Assistant Secretary of State for arms control Stephen Rademaker said the United States is "very sceptical of Iran's good faith in these negotiations." AFP
VIENNA - The United States is skeptical about the EU's efforts to cut a deal with Iran to get it to give up uranium enrichment that could be used to make nuclear weapons, a senior US official said here Tuesday.
Assistant Secretary of State for arms control Stephen Rademaker said the United States is "very sceptical of Iran's good faith in these negotiations."
He said the United States has "told our European allies that we will not stand in the way of their effort to come to some diplomatic understanding with Iran but we are very sceptical of Iran's long-term intentions and we do not expect Iran to comply over the long-term with any commitment not to develop nuclear weapons."
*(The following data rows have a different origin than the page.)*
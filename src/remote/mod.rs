//! Remote call primitive for the database lifecycle service.
//!
//! Every operator action ends in exactly one [`RemoteCall::call`]. The future
//! resolves to either a [`RemoteResponse`] or a [`RemoteError`]; both carry
//! something the message surface can display.

use async_trait::async_trait;
use serde::{Deserialize, Serialize};
use std::fmt;

pub mod http;

pub use http::HttpRemote;

/// HTTP verb of a remote call. The service only exposes GET endpoints.
#[derive(Debug, Clone, Copy, PartialEq, Eq, Serialize, Deserialize)]
pub enum HttpVerb {
    Get,
}

impl HttpVerb {
    pub fn as_str(self) -> &'static str {
        match self {
            HttpVerb::Get => "GET",
        }
    }
}

/// Content the caller expects back, sent as the request `Accept` header.
#[derive(Debug, Clone, Copy, PartialEq, Eq, Serialize, Deserialize)]
pub enum ExpectedContent {
    /// Display markup or text (database lifecycle endpoints).
    HtmlText,
    /// Plain text (backup, listing and restore endpoints).
    Text,
}

impl ExpectedContent {
    pub fn accept_header(self) -> &'static str {
        match self {
            ExpectedContent::HtmlText => "text/html, text/plain;q=0.9",
            ExpectedContent::Text => "text/plain",
        }
    }
}

/// A single request against the service root.
#[derive(Debug, Clone, PartialEq, Eq)]
pub struct RemoteRequest {
    /// Path relative to the service root, including any query string.
    pub path: String,
    pub verb: HttpVerb,
    pub expected: ExpectedContent,
}

impl RemoteRequest {
    pub fn get(path: impl Into<String>, expected: ExpectedContent) -> Self {
        Self {
            path: path.into(),
            verb: HttpVerb::Get,
            expected,
        }
    }
}

impl fmt::Display for RemoteRequest {
    fn fmt(&self, f: &mut fmt::Formatter<'_>) -> fmt::Result {
        write!(f, "{} {}", self.verb.as_str(), self.path)
    }
}

/// How a response body should be presented.
#[derive(Debug, Clone, Copy, PartialEq, Eq, Serialize, Deserialize)]
pub enum ResponseKind {
    Text,
    Markup,
}

impl ResponseKind {
    /// Classify from a `Content-Type` header value.
    pub fn from_content_type(content_type: &str) -> Self {
        if content_type.to_ascii_lowercase().contains("html") {
            ResponseKind::Markup
        } else {
            ResponseKind::Text
        }
    }

    /// Legacy classification by body signature, used when the server sends
    /// no content type.
    pub fn sniff(body: &str) -> Self {
        if body.contains("html") {
            ResponseKind::Markup
        } else {
            ResponseKind::Text
        }
    }
}

/// Typed response envelope.
#[derive(Debug, Clone, PartialEq, Eq, Serialize, Deserialize)]
pub struct RemoteResponse {
    pub kind: ResponseKind,
    pub body: String,
}

impl RemoteResponse {
    pub fn text(body: impl Into<String>) -> Self {
        Self {
            kind: ResponseKind::Text,
            body: body.into(),
        }
    }

    pub fn markup(body: impl Into<String>) -> Self {
        Self {
            kind: ResponseKind::Markup,
            body: body.into(),
        }
    }

    /// Build an envelope from an optional `Content-Type` header and the body.
    ///
    /// The service labels plain messages `text/html` too, so markup needs both
    /// an html (or missing) content type and the body signature. A non-html
    /// content type always yields text.
    pub fn classify(content_type: Option<&str>, body: impl Into<String>) -> Self {
        let body = body.into();
        let kind = match content_type {
            Some(value) if !value.trim().is_empty() => match ResponseKind::from_content_type(value) {
                ResponseKind::Markup => ResponseKind::sniff(&body),
                ResponseKind::Text => ResponseKind::Text,
            },
            _ => ResponseKind::sniff(&body),
        };
        Self { kind, body }
    }
}

/// Failure of a remote call.
#[derive(Debug, Clone, PartialEq, Eq, thiserror::Error)]
pub enum RemoteError {
    /// The service answered with a non-success status.
    #[error("HTTP {status}: {}", .response.body)]
    Status { status: u16, response: RemoteResponse },

    /// Connection, timeout or body-read failure.
    #[error("Network error: {0}")]
    Transport(String),

    #[error("Invalid URL: {0}")]
    InvalidUrl(String),
}

impl RemoteError {
    /// Response envelope carried by the error, if the server produced one.
    pub fn response(&self) -> Option<&RemoteResponse> {
        match self {
            RemoteError::Status { response, .. } => Some(response),
            _ => None,
        }
    }
}

/// The transport every action goes through.
#[async_trait]
pub trait RemoteCall: Send + Sync {
    /// Perform one request. Exactly one of the two outcomes is produced.
    async fn call(&self, request: RemoteRequest) -> Result<RemoteResponse, RemoteError>;

    /// Fetch raw bytes (shard archive downloads).
    async fn download(&self, path: &str) -> Result<Vec<u8>, RemoteError>;
}
impl fmt::Display for SignalingState {
    fn fmt(&self, f: &mut fmt::Formatter<'_>) -> fmt::Result {
        let name = match self {
            SignalingState::Stable => "stable",
            SignalingState::HaveLocalOffer => "have-local-offer",
            SignalingState::HaveRemoteOffer => "have-remote-offer",
            SignalingState::HaveLocalPranswer => "have-local-pranswer",
            SignalingState::HaveRemotePranswer => "have-remote-pranswer",
            SignalingState::Closed => "closed",
        };
        f.write_str(name)
    }
}

impl From<RTCSignalingState> for SignalingState {
    fn from(state: RTCSignalingState) -> Self {
        match state {
            RTCSignalingState::HaveLocalOffer => SignalingState::HaveLocalOffer,
            RTCSignalingState::HaveRemoteOffer => SignalingState::HaveRemoteOffer,
            RTCSignalingState::HaveLocalPranswer => SignalingState::HaveLocalPranswer,
            RTCSignalingState::HaveRemotePranswer => SignalingState::HaveRemotePranswer,
            RTCSignalingState::Closed => SignalingState::Closed,
            _ => SignalingState::Stable,
        }
    }
}

// ============================================================================
// TRANSPORT EVENTS
// ============================================================================

/// Events der Peer Connection
#[derive(Debug, Clone)]
pub enum TransportEvent<T> {
    NegotiationNeeded,
    /// `None` = Candidate-Sammlung abgeschlossen
    LocalCandidate(Option<IceCandidate>),
    RemoteTrack { mid: Option<String>, track: T },
}

// ============================================================================
// MEDIA TRANSPORT
// ============================================================================

#[async_trait]
pub trait MediaTransport: Send + Sync + 'static {
    /// Handle für eingehende Tracks
    type Track: Clone + Send + Sync + 'static;

    fn signaling_state(&self) -> SignalingState;

    /// Implizites setLocalDescription: Offer in `stable`, Answer in
    /// `have-remote-offer`. Gibt die gesetzte Description zurück.
    async fn set_local_description(&self) -> Result<SessionDescription, TransportError>;

    /// Setzt die Remote Description. Ein Offer in `have-local-offer` verwirft
    /// die eigene, noch unbeantwortete Offer vorher.
    async fn set_remote_description(&self, desc: &SessionDescription) -> Result<(), TransportError>;

    /// Identische Candidates werden nur einmal angewendet
    async fn add_ice_candidate(&self, candidate: &IceCandidate) -> Result<(), TransportError>;

    async fn add_local_media(&self, media: &LocalMedia) -> Result<(), TransportError>;

    /// Ab hier erzeugt der Transport keine Events mehr
    fn detach_handlers(&self);

    async fn close(&self) -> Result<(), TransportError>;
}

fn candidate_key(candidate: &IceCandidate) -> String {
    format!(
        "{}|{}|{}",
        candidate.candidate,
        candidate.sdp_mid.as_deref().unwrap_or_default(),
        candidate
            .sdp_mline_index
            .map(|index| index.to_string())
            .unwrap_or_default()
    )
}

// ============================================================================
// RTC TRANSPORT
// ============================================================================

pub type RtcEvent = TransportEvent<Arc<TrackRemote>>;

/// `MediaTransport` über eine webrtc-rs Peer Connection
///
/// webrtc-rs kennt kein lokales Rollback aus `have-local-offer`. Muss der
/// polite Peer seine noch unbeantwortete Offer verwerfen, wird die Peer
/// Connection mit denselben lokalen Tracks neu aufgebaut. Nach einer
/// abgeschlossenen Verhandlung ist das nicht mehr möglich.
pub struct RtcTransport {
    api: API,
    config: RTCConfiguration,
    pc: RwLock<Arc<RTCPeerConnection>>,
    events: mpsc::UnboundedSender<RtcEvent>,
    local_tracks: Mutex<Vec<Arc<dyn TrackLocal + Send + Sync>>>,
    applied_candidates: Mutex<HashSet<String>>,
    detached: AtomicBool,
}

impl RtcTransport {
    /// Erstellt die Peer Connection und registriert die Event Handler
    pub async fn new(
        ice_servers: Vec<RTCIceServer>,
    ) -> Result<(Self, mpsc::UnboundedReceiver<RtcEvent>), TransportError> {
        let mut media_engine = MediaEngine::default();
        media_engine
            .register_default_codecs()
            .map_err(|e| TransportError::WebRtc(e.to_string()))?;

        // Interceptors für RTCP, NACK etc.
        let mut registry = Registry::new();
        registry = register_default_interceptors(registry, &mut media_engine)
            .map_err(|e| TransportError::WebRtc(e.to_string()))?;

        let api = APIBuilder::new()
            .with_media_engine(media_engine)
            .with_interceptor_registry(registry)
            .build();

        let config = RTCConfiguration {
            ice_servers,
            ..Default::default()
        };

        let pc = Arc::new(
            api.new_peer_connection(config.clone())
                .await
                .map_err(|e| TransportError::WebRtc(e.to_string()))?,
        );

        let (events, event_rx) = mpsc::unbounded_channel();
        Self::setup_handlers(&pc, events.clone());

        Ok((
            Self {
                api,
                config,
                pc: RwLock::new(pc),
                events,
                local_tracks: Mutex::new(Vec::new()),
                applied_candidates: Mutex::new(HashSet::new()),
                detached: AtomicBool::new(false),
            },
            event_rx,
        ))
    }

    fn pc(&self) -> Arc<RTCPeerConnection> {
        Arc::clone(&self.pc.read())
    }

    fn setup_handlers(pc: &RTCPeerConnection, event_tx: mpsc::UnboundedSender<RtcEvent>) {
        let tx = event_tx.clone();
        pc.on_negotiation_needed(Box::new(move || {
            let _ = tx.send(TransportEvent::NegotiationNeeded);
            Box::pin(async {})
        }));

        let tx = event_tx.clone();
        pc.on_ice_candidate(Box::new(move |candidate: Option<RTCIceCandidate>| {
            let event = match candidate {
                Some(c) => match c.to_json() {
                    Ok(init) => Some(TransportEvent::LocalCandidate(Some(IceCandidate {
                        candidate: init.candidate,
                        sdp_mid: init.sdp_mid,
                        sdp_mline_index: init.sdp_mline_index,
                        username_fragment: init.username_fragment,
                    }))),
                    Err(e) => {
                        tracing::warn!("Failed to serialize local candidate: {}", e);
                        None
                    }
                },
                None => Some(TransportEvent::LocalCandidate(None)),
            };
            if let Some(event) = event {
                let _ = tx.send(event);
            }
            Box::pin(async {})
        }));

        let tx = event_tx;
        pc.on_track(Box::new(
            move |track: Arc<TrackRemote>,
                  _receiver: Arc<RTCRtpReceiver>,
                  transceiver: Arc<RTCRtpTransceiver>| {
                let mid = transceiver.mid().map(|mid| mid.to_string());
                tracing::info!("Received track {} on mid {:?}", track.kind(), mid);
                let _ = tx.send(TransportEvent::RemoteTrack { mid, track });
                Box::pin(async {})
            },
        ));
    }

    fn clear_handlers(pc: &RTCPeerConnection) {
        pc.on_negotiation_needed(Box::new(|| Box::pin(async {})));
        pc.on_ice_candidate(Box::new(|_| Box::pin(async {})));
        pc.on_track(Box::new(|_, _, _| Box::pin(async {})));
    }

    /// Verwirft die eigene Offer und wendet die Remote-Offer auf einer
    /// frischen Peer Connection an
    ///
    /// Die Handler kommen erst nach `set_remote_description` dazu, sonst
    /// meldet die neue Connection sofort negotiation-needed.
    async fn restart_with_remote_offer(
        &self,
        remote: RTCSessionDescription,
    ) -> Result<(), TransportError> {
        let previous = self.pc();
        if previous.current_remote_description().await.is_some() {
            return Err(TransportError::InvalidState(
                "cannot discard a local offer after the first completed negotiation".to_string(),
            ));
        }

        tracing::debug!("Discarding unanswered local offer");
        let pc = Arc::new(
            self.api
                .new_peer_connection(self.config.clone())
                .await
                .map_err(|e| TransportError::WebRtc(e.to_string()))?,
        );

        let tracks = self.local_tracks.lock().clone();
        for track in tracks {
            pc.add_track(track)
                .await
                .map_err(|e| TransportError::WebRtc(e.to_string()))?;
        }

        if let Err(e) = pc.set_remote_description(remote).await {
            let _ = pc.close().await;
            return Err(TransportError::WebRtc(e.to_string()));
        }

        if !self.detached.load(Ordering::SeqCst) {
            Self::setup_handlers(&pc, self.events.clone());
        }
        Self::clear_handlers(&previous);

        *self.pc.write() = pc;
        self.applied_candidates.lock().clear();

        if let Err(e) = previous.close().await {
            tracing::warn!("Failed to close discarded peer connection: {}", e);
        }
        Ok(())
    }
}

#[async_trait]
impl MediaTransport for RtcTransport {
    type Track = Arc<TrackRemote>;

    fn signaling_state(&self) -> SignalingState {
        self.pc.read().signaling_state().into()
    }

    async fn set_local_description(&self) -> Result<SessionDescription, TransportError> {
        let pc = self.pc();
        let state = SignalingState::from(pc.signaling_state());
        let desc = match state.implicit_local_kind() {
            Some(SdpKind::Offer) => pc.create_offer(None).await,
            Some(_) => pc.create_answer(None).await,
            None => {
                return Err(TransportError::InvalidState(format!(
                    "cannot create local description in {}",
                    state
                )))
            }
        }
        .map_err(|e| TransportError::WebRtc(e.to_string()))?;

        pc.set_local_description(desc.clone())
            .await
            .map_err(|e| TransportError::WebRtc(e.to_string()))?;

        let applied = pc.local_description().await.unwrap_or(desc);
        let kind = match applied.sdp_type {
            RTCSdpType::Offer => SdpKind::Offer,
            RTCSdpType::Pranswer => SdpKind::Pranswer,
            _ => SdpKind::Answer,
        };
        Ok(SessionDescription {
            kind,
            sdp: applied.sdp,
        })
    }

    async fn set_remote_description(&self, desc: &SessionDescription) -> Result<(), TransportError> {
        let remote = match desc.kind {
            SdpKind::Offer => RTCSessionDescription::offer(desc.sdp.clone()),
            SdpKind::Answer => RTCSessionDescription::answer(desc.sdp.clone()),
            SdpKind::Pranswer => RTCSessionDescription::pranswer(desc.sdp.clone()),
            SdpKind::Rollback => {
                return Err(TransportError::InvalidState(
                    "remote rollback is not supported".to_string(),
                ))
            }
        }
        .map_err(|e| TransportError::InvalidSdp(e.to_string()))?;

        if desc.is_offer() && self.signaling_state() == SignalingState::HaveLocalOffer {
            return self.restart_with_remote_offer(remote).await;
        }

        self.pc()
            .set_remote_description(remote)
            .await
            .map_err(|e| TransportError::WebRtc(e.to_string()))
    }

    async fn add_ice_candidate(&self, candidate: &IceCandidate) -> Result<(), TransportError> {
        let key = candidate_key(candidate);
        if self.applied_candidates.lock().contains(&key) {
            tracing::debug!("Candidate already applied");
            return Ok(());
        }

        self.pc()
            .add_ice_candidate(RTCIceCandidateInit {
                candidate: candidate.candidate.clone(),
                sdp_mid: candidate.sdp_mid.clone(),
                sdp_mline_index: candidate.sdp_mline_index,
                username_fragment: candidate.username_fragment.clone(),
            })
            .await
            .map_err(|e| TransportError::WebRtc(e.to_string()))?;

        self.applied_candidates.lock().insert(key);
        Ok(())
    }

    async fn add_local_media(&self, media: &LocalMedia) -> Result<(), TransportError> {
        let pc = self.pc();
        for track in media.tracks() {
            pc.add_track(Arc::clone(&track))
                .await
                .map_err(|e| TransportError::WebRtc(e.to_string()))?;
            self.local_tracks.lock().push(track);
        }
        tracing::info!("Added local {} media", media.source());
        Ok(())
    }

    fn detach_handlers(&self) {
        self.detached.store(true, Ordering::SeqCst);
        Self::clear_handlers(&self.pc.read());
    }

    async fn close(&self) -> Result<(), TransportError> {
        self.pc()
            .close()
            .await
            .map_err(|e| TransportError::WebRtc(e.to_string()))
    }
}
"We have made clear that our view is that Iran is seriously embarked on an effort to develop nuclear weapons in violation of Iran's obligations as a non-nuclear weapons state under the nuclear Non-Proliferation Treaty (NPT)," Rademaker said.
An Iranian negotiator, Hossein Moussavian, announced Sunday that Iran and the European Union have reached a "preliminary agreement" on easing concerns over the Islamic republic's nuclear programme following two days of crucial negotiations in Paris.
The accord is centered on demands that Iran maintain and widen a suspension of its sensitive uranium enrichment activities or else risk being referred by the UN nuclear watchdog, the International Atomic Energy Agency (IAEA), to the UN Security Council for possible sanctions.
According to European diplomats, the tentative deal still contains several sticking points -- including the length and extent of any halt on fuel cycle work.
The United States wants the IAEA to send the Iranian dossier to the Security Council.
Iran says its nuclear program is strictly peaceful and wants the IAEA to "noramlize" the Iranian dossier.